Bruxelles, 29/03/2000 (Agence Europe) - Le 24 mars, la Présidence portugaise a fait au nom de l'Union européenne la déclaration suivante:
"L'Union européenne, saisie d'informations plus complètes sur les circonstances de la mort, dans la nuit du 20 au 21 novembre 1999, de Gabriel Gisabwamana, membre de l'Assemblée Nationale de Transition, tient à exprimer son inquiétude. Outre l'émotion que suscite la mort d'un homme, l'UE considère que la perpétration d'une telle violence à l'encontre d'un représentant de la Nation burundaise, membre d'une institution engagée dans les pourparlers interburundais, revêt un caractère de particulière gravité. Elle rappelle que le développement de toute forme de violence, quels qu'en soient les auteurs, ne peut qu'être préjudiciable à la recherche de la paix, et retarder l'aboutissement des pourparlers en cours. Elle se félicite que l'auteur présumé de cet acte ait été remis aux autorités judiciaires et elle souhaite que celui-ci soit jugé conformément à la loi.
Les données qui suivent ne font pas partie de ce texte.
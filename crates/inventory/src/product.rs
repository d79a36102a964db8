use chrono::{Days, NaiveDate};
use serde::{Deserialize, Serialize};

use freshmart_core::{DomainError, DomainResult, ValueObject};

/// Shelf life assumed for a product added without an explicit expiry date.
pub const DEFAULT_SHELF_LIFE_DAYS: u32 = 7;

/// Text format accepted for expiry dates.
const EXPIRY_DATE_FORMAT: &str = "%Y-%m-%d";

/// Calendar date a product expires on (time of day is never recorded).
#[derive(Debug, Copy, Clone, PartialEq, Eq, PartialOrd, Ord, Hash, Serialize, Deserialize)]
#[serde(transparent)]
pub struct ExpiryDate(NaiveDate);

impl ExpiryDate {
    pub fn new(date: NaiveDate) -> Self {
        Self(date)
    }

    /// Parse a `YYYY-MM-DD` date.
    pub fn parse(input: &str) -> DomainResult<Self> {
        let trimmed = input.trim();
        NaiveDate::parse_from_str(trimmed, EXPIRY_DATE_FORMAT)
            .map(Self)
            .map_err(|e| {
                DomainError::validation(format!(
                    "'{trimmed}' is not a valid YYYY-MM-DD date: {e}"
                ))
            })
    }

    /// The date `days` after `today`, saturating at the last representable date.
    pub fn days_after(today: NaiveDate, days: u32) -> Self {
        Self(
            today
                .checked_add_days(Days::new(u64::from(days)))
                .unwrap_or(NaiveDate::MAX),
        )
    }

    pub fn date(&self) -> NaiveDate {
        self.0
    }
}

impl ValueObject for ExpiryDate {}

impl core::fmt::Display for ExpiryDate {
    fn fmt(&self, f: &mut core::fmt::Formatter<'_>) -> core::fmt::Result {
        write!(f, "{}", self.0.format(EXPIRY_DATE_FORMAT))
    }
}

/// Units on hand. Negative stock is unrepresentable.
#[derive(Debug, Copy, Clone, Default, PartialEq, Eq, PartialOrd, Ord, Hash, Serialize, Deserialize)]
#[serde(transparent)]
pub struct StockQuantity(u32);

impl StockQuantity {
    pub fn new(units: u32) -> Self {
        Self(units)
    }

    /// Parse a whole, non-negative number of units.
    pub fn parse(input: &str) -> DomainResult<Self> {
        let trimmed = input.trim();
        let value: i64 = trimmed
            .parse()
            .map_err(|_| DomainError::validation(format!("'{trimmed}' is not a whole number")))?;
        if value < 0 {
            return Err(DomainError::validation("Quantity cannot be negative"));
        }
        u32::try_from(value)
            .map(Self)
            .map_err(|_| DomainError::validation(format!("quantity {value} is too large")))
    }

    pub fn units(&self) -> u32 {
        self.0
    }
}

impl ValueObject for StockQuantity {}

impl core::fmt::Display for StockQuantity {
    fn fmt(&self, f: &mut core::fmt::Formatter<'_>) -> core::fmt::Result {
        core::fmt::Display::fmt(&self.0, f)
    }
}

/// A product record held by the inventory store.
///
/// Fields are read-only outside this crate; the store's
/// [`update_quantity`](crate::InventoryStore::update_quantity) is the only
/// mutation path.
#[derive(Debug, Clone, PartialEq, Eq, Serialize, Deserialize)]
pub struct Product {
    name: String,
    category: String,
    expiry_date: ExpiryDate,
    stock_quantity: StockQuantity,
    supplier: String,
}

impl Product {
    pub fn new(
        name: impl Into<String>,
        category: impl Into<String>,
        expiry_date: ExpiryDate,
        stock_quantity: StockQuantity,
        supplier: impl Into<String>,
    ) -> Self {
        Self {
            name: name.into(),
            category: category.into(),
            expiry_date,
            stock_quantity,
            supplier: supplier.into(),
        }
    }

    pub fn name(&self) -> &str {
        &self.name
    }

    pub fn category(&self) -> &str {
        &self.category
    }

    pub fn expiry_date(&self) -> ExpiryDate {
        self.expiry_date
    }

    pub fn stock_quantity(&self) -> StockQuantity {
        self.stock_quantity
    }

    pub fn supplier(&self) -> &str {
        &self.supplier
    }

    /// Case-insensitive exact comparison against the display name.
    pub fn has_name(&self, name: &str) -> bool {
        self.name.to_lowercase() == name.to_lowercase()
    }

    /// Whether the product expires on or before `cutoff`.
    pub fn expires_by(&self, cutoff: NaiveDate) -> bool {
        self.expiry_date.date() <= cutoff
    }

    pub(crate) fn set_stock_quantity(&mut self, quantity: StockQuantity) {
        self.stock_quantity = quantity;
    }
}

/// Product fields as collected before the record exists; the expiry date may
/// still be unknown.
#[derive(Debug, Clone, PartialEq, Eq, Serialize, Deserialize)]
pub struct ProductDraft {
    pub name: String,
    pub category: String,
    pub expiry_date: Option<ExpiryDate>,
    pub stock_quantity: StockQuantity,
    pub supplier: String,
}

impl ProductDraft {
    /// Build the record, defaulting a missing expiry date to
    /// `today + DEFAULT_SHELF_LIFE_DAYS`.
    pub fn into_product(self, today: NaiveDate) -> Product {
        let expiry_date = self
            .expiry_date
            .unwrap_or_else(|| ExpiryDate::days_after(today, DEFAULT_SHELF_LIFE_DAYS));
        Product::new(
            self.name,
            self.category,
            expiry_date,
            self.stock_quantity,
            self.supplier,
        )
    }
}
Elle demande aux plus hautes autorités de l'Etat de tout mettre en œuvre pour éviter le renouvellement de pareils actes de violence.
Les pays d'Europe centrale et orientale associés à l'Union européenne, Chypre, Malte et la Turquie, pays également associés, ainsi que les pays de l'Aele membres de l'Espace économique européen se rallient à cette déclaration."